Chromatin Looping Differences between 129S and CAST Mice Regulate Transcriptional Variation
Document Type
Article
Publication Date
Summer 2022
Keywords
JGM
JAX Location
In: Student Reports, Summer 2022, The Jackson Laboratory
Sponsor
Sabriya Syed and Charles Lee, Ph.D.
Abstract
The histone protein tails are subject to post-translational modifications (PTMs) that are an important feature of gene regulation and genome organization (Musselman et al, 2012). PTMs are epigenetic markers that can be inherited. Epigenomics is a field of study focused on how PTMs and other DNA binding factors contribute to gene regulation without altering the DNA sequence (Gibney and Nolan, 2010). This study will help characterize the epigenomic landscape around strain-specific looping events and help identify factors that drive differential gene transcription. We want to identify the inheritance pattern of histone modifications in parental and F1 hybrid mouse strain.
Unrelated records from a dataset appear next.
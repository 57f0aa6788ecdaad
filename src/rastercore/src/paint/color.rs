// This file is part of rastercore.
// Copyright (C) 2024 the rastercore authors
//
// rastercore is free software: you can redistribute it and/or modify
// it under the terms of the GNU General Public License as published by
// the Free Software Foundation, either version 3 of the License, or
// (at your option) any later version.
//
// rastercore is distributed in the hope that it will be useful,
// but WITHOUT ANY WARRANTY; without even the implied warranty of
// MERCHANTABILITY or FITNESS FOR A PARTICULAR PURPOSE.  See the
// GNU General Public License for more details.
//
// You should have received a copy of the GNU General Public License
// along with rastercore.  If not, see <https://www.gnu.org/licenses/>.

use num_enum::{IntoPrimitive, TryFromPrimitive};
use std::cmp::Ordering;
use std::cmp::{max_by, min_by};

/// Maximum number of bytes in one pixel (RGBA)
pub const MAX_CHANNELS: usize = 4;

#[derive(Copy, Clone, Debug, Eq, PartialEq, Hash, IntoPrimitive, TryFromPrimitive)]
#[repr(u8)]
pub enum ColorType {
    Rgb = 0,
    Gray,
    Indexed,
}

impl ColorType {
    /// Number of color (non-alpha) channels
    pub fn color_channels(self) -> usize {
        match self {
            ColorType::Rgb => 3,
            ColorType::Gray | ColorType::Indexed => 1,
        }
    }
}

/// Memory layout of a pixel.
///
/// Channels are interleaved, 8 bits each, and not premultiplied.
/// If present, alpha is always the last channel.
#[derive(Copy, Clone, Debug, Eq, PartialEq, Hash)]
pub struct PixelFormat {
    pub color: ColorType,
    pub has_alpha: bool,
}

impl PixelFormat {
    pub const RGB: PixelFormat = PixelFormat::new(ColorType::Rgb, false);
    pub const RGBA: PixelFormat = PixelFormat::new(ColorType::Rgb, true);
    pub const GRAY: PixelFormat = PixelFormat::new(ColorType::Gray, false);
    pub const GRAYA: PixelFormat = PixelFormat::new(ColorType::Gray, true);

    pub const fn new(color: ColorType, has_alpha: bool) -> Self {
        Self { color, has_alpha }
    }

    pub fn bpp(self) -> usize {
        self.color.color_channels() + self.has_alpha as usize
    }

    pub fn color_channels(self) -> usize {
        self.color.color_channels()
    }

    pub fn alpha_index(self) -> Option<usize> {
        if self.has_alpha {
            Some(self.color.color_channels())
        } else {
            None
        }
    }

    pub fn with_alpha(self) -> Self {
        Self::new(self.color, true)
    }

    /// Get the alpha value of a pixel in this format (255 if there is no alpha channel)
    pub fn alpha_of(self, pixel: &[u8]) -> u8 {
        match self.alpha_index() {
            Some(i) => pixel[i],
            None => 255,
        }
    }

    /// Convert an RGBA color into a pixel of this format.
    ///
    /// Gray formats use the color's luminance. Indexed formats
    /// use the red component as the palette index.
    pub fn pixel_from_rgba(self, c: [u8; 4]) -> [u8; MAX_CHANNELS] {
        let mut px = [0u8; MAX_CHANNELS];
        match self.color {
            ColorType::Rgb => px[..3].copy_from_slice(&c[..3]),
            ColorType::Gray => px[0] = luminance(c[0], c[1], c[2]),
            ColorType::Indexed => px[0] = c[0],
        }
        if let Some(a) = self.alpha_index() {
            px[a] = c[3];
        }
        px
    }
}

/// The set of channels an operation is allowed to modify.
///
/// This is passed explicitly to every operation that honors channel
/// selection, so nothing depends on transient image-wide state.
#[derive(Copy, Clone, Debug, Eq, PartialEq)]
pub struct ComponentSet([bool; MAX_CHANNELS]);

impl ComponentSet {
    pub const ALL: ComponentSet = ComponentSet([true; MAX_CHANNELS]);

    pub fn is_active(&self, channel: usize) -> bool {
        self.0[channel]
    }

    pub fn with(mut self, channel: usize, active: bool) -> Self {
        self.0[channel] = active;
        self
    }
}

impl Default for ComponentSet {
    fn default() -> Self {
        Self::ALL
    }
}

/// Perceptual intensity of an RGB triplet (0.30 R + 0.59 G + 0.11 B)
pub fn luminance(r: u8, g: u8, b: u8) -> u8 {
    ((r as u32 * 77 + g as u32 * 151 + b as u32 * 28 + 128) >> 8) as u8
}

// f32 has no total order, so NaN compares as equal here.
fn compare_floats(a: &f32, b: &f32) -> Ordering {
    a.partial_cmp(b).unwrap_or(Ordering::Equal)
}

fn to_channel(v: f32) -> u8 {
    (v * 255.0 + 0.5).clamp(0.0, 255.0) as u8
}

/// Convert RGB to hue (0..360), saturation (0..1) and value (0..1)
pub fn rgb_to_hsv(rgb: [u8; 3]) -> (f32, f32, f32) {
    let r = rgb[0] as f32 / 255.0;
    let g = rgb[1] as f32 / 255.0;
    let b = rgb[2] as f32 / 255.0;
    let m = min_by(r, min_by(g, b, compare_floats), compare_floats);
    let v = max_by(r, max_by(g, b, compare_floats), compare_floats);
    let d = v - m;
    if d == 0.0 {
        (0.0, 0.0, v)
    } else {
        let raw_h = if r == v {
            (g - b) / d
        } else if g == v {
            (b - r) / d + 2.0
        } else {
            (r - g) / d + 4.0
        } * 60.0;
        let h = if raw_h < 0.0 { raw_h + 360.0 } else { raw_h };
        (h, d / v, v)
    }
}

pub fn hsv_to_rgb(h: f32, s: f32, v: f32) -> [u8; 3] {
    let c = v * s;
    let hp = (h / 60.0) % 6.0;
    let x = c * (1.0 - ((hp % 2.0) - 1.0).abs());
    let m = v - c;

    let (r, g, b) = if hp < 1.0 {
        (c, x, 0.0)
    } else if hp < 2.0 {
        (x, c, 0.0)
    } else if hp < 3.0 {
        (0.0, c, x)
    } else if hp < 4.0 {
        (0.0, x, c)
    } else if hp < 5.0 {
        (x, 0.0, c)
    } else {
        (c, 0.0, x)
    };
    [to_channel(r + m), to_channel(g + m), to_channel(b + m)]
}

/// Convert RGB to hue (0..360), saturation (0..1) and lightness (0..1)
pub fn rgb_to_hsl(rgb: [u8; 3]) -> (f32, f32, f32) {
    let (h, _, _) = rgb_to_hsv(rgb);
    let r = rgb[0] as f32 / 255.0;
    let g = rgb[1] as f32 / 255.0;
    let b = rgb[2] as f32 / 255.0;
    let mx = r.max(g).max(b);
    let mn = r.min(g).min(b);
    let l = (mx + mn) / 2.0;
    let d = mx - mn;
    let s = if d == 0.0 {
        0.0
    } else if l <= 0.5 {
        d / (mx + mn)
    } else {
        d / (2.0 - mx - mn)
    };
    (h, s, l)
}

pub fn hsl_to_rgb(h: f32, s: f32, l: f32) -> [u8; 3] {
    let c = (1.0 - (2.0 * l - 1.0).abs()) * s;
    let v = l + c / 2.0;
    let sv = if v == 0.0 { 0.0 } else { c / v };
    hsv_to_rgb(h, sv, v)
}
Chromatin Immunoprecipitation (ChIP-Seq) will be applied in mouse embryonic stem cells (mESCs) lines against histone modifications: H3K27ac and H3K27me3, and chromatin looping proteins: CTCF and RNAPII. The 129S1xCAST data hints at which parent the epigenome was inherited from and allows us to predict transcriptional levels in the F1 hybrid.
Recommended Citation
Alvarez, Beatriz, "Chromatin Looping Differences between 129S and CAST Mice Regulate Transcriptional Variation" (2022). Summer and Academic Year Student Reports. 2721.